Dataset excerpts
|---|

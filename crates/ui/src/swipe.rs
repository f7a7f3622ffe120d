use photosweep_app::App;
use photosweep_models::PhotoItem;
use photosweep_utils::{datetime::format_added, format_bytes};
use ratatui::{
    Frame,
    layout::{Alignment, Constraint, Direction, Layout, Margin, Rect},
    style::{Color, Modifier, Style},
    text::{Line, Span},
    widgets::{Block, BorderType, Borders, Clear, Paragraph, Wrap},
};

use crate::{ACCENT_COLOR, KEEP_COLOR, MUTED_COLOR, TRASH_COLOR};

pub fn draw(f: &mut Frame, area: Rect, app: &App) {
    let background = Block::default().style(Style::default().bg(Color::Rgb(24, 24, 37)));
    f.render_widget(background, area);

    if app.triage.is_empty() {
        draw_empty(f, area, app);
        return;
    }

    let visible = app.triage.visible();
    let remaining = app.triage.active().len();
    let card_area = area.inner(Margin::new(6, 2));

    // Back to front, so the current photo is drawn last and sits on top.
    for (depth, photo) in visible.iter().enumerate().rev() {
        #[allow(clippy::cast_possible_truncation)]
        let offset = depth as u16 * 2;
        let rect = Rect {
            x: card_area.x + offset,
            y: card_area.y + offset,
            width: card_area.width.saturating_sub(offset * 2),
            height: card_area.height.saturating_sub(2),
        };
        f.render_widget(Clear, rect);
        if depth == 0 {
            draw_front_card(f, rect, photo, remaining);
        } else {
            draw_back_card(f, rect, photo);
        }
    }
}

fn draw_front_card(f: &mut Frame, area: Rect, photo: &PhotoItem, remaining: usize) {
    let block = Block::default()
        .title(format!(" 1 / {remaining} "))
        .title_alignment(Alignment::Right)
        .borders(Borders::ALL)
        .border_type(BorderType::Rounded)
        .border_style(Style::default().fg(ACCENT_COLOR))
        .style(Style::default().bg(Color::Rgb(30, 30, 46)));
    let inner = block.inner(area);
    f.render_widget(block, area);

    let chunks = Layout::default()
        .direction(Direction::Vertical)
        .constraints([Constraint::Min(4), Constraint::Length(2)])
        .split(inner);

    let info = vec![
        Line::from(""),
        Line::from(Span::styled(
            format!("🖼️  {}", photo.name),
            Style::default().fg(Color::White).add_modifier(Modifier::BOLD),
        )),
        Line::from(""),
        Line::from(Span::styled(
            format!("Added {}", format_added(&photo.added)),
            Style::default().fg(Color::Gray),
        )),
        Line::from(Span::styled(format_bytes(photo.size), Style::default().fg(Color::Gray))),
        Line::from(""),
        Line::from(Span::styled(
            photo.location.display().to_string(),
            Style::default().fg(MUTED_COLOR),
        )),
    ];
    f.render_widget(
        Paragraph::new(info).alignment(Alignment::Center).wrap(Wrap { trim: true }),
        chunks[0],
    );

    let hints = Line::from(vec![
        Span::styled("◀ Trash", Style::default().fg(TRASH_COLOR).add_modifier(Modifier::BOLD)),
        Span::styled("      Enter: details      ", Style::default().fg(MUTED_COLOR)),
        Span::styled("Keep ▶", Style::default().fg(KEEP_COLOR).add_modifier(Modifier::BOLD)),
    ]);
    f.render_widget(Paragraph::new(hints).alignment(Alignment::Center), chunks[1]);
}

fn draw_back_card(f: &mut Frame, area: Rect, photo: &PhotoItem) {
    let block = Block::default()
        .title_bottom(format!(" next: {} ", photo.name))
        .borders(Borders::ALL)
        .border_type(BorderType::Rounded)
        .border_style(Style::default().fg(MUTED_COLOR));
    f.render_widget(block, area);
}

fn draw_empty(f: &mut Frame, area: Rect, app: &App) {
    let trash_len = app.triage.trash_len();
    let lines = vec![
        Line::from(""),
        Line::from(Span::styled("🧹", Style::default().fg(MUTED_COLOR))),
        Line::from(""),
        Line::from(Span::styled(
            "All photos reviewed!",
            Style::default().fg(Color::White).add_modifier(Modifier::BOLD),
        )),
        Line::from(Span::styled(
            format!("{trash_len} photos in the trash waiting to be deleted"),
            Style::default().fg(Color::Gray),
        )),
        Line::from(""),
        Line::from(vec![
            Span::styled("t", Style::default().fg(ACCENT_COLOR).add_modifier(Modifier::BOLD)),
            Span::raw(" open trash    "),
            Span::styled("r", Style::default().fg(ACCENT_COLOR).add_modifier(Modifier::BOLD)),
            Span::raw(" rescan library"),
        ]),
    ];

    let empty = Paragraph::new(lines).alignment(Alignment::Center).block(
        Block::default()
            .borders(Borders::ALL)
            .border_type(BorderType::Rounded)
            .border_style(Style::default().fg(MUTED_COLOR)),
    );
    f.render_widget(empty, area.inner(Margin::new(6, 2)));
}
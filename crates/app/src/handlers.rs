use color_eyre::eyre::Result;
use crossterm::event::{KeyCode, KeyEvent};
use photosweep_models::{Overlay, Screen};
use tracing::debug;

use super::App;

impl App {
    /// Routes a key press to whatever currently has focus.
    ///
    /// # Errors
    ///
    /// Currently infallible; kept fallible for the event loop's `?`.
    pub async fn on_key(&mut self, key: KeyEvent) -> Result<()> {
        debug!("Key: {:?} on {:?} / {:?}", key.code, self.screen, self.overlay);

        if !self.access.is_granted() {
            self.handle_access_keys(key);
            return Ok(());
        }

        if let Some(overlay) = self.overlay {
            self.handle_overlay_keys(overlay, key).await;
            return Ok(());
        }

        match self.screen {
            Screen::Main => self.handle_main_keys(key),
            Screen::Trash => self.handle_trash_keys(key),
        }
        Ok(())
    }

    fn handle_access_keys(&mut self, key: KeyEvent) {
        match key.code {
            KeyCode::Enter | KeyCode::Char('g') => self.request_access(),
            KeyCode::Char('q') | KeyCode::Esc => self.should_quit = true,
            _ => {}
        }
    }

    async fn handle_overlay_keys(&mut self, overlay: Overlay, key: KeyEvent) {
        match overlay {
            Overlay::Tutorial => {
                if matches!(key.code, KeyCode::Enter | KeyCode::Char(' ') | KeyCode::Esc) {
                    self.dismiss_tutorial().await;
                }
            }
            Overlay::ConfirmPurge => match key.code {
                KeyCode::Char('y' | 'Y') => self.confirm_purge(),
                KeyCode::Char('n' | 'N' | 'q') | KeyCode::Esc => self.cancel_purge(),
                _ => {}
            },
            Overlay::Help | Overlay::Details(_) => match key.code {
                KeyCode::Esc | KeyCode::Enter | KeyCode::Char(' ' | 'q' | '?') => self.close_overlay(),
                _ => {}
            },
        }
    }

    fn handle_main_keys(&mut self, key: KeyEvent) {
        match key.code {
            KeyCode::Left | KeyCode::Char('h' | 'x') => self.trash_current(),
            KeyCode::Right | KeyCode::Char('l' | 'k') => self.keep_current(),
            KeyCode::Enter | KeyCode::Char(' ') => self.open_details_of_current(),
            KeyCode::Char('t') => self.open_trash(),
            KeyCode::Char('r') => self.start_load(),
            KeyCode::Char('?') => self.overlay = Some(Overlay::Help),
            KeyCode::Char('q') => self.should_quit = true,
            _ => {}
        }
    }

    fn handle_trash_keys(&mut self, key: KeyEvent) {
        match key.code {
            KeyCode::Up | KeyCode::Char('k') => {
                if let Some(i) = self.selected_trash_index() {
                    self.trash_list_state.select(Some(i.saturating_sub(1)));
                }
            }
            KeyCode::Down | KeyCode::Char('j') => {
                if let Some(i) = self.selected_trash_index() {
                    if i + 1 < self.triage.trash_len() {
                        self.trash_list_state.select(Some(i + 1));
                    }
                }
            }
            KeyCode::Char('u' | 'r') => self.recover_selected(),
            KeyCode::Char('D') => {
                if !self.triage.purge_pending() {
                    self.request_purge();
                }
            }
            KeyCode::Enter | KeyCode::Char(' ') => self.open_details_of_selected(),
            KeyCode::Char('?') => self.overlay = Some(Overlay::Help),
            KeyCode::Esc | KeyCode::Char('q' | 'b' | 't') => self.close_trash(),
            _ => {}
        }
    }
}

|---|

Required work:
Look through the entries above; find each line with the word "depth" and copy it.

Result for this exercise:
    for (depth, photo) in visible.iter().enumerate().rev() {
        let offset = depth as u16 * 2;
        if depth == 0 {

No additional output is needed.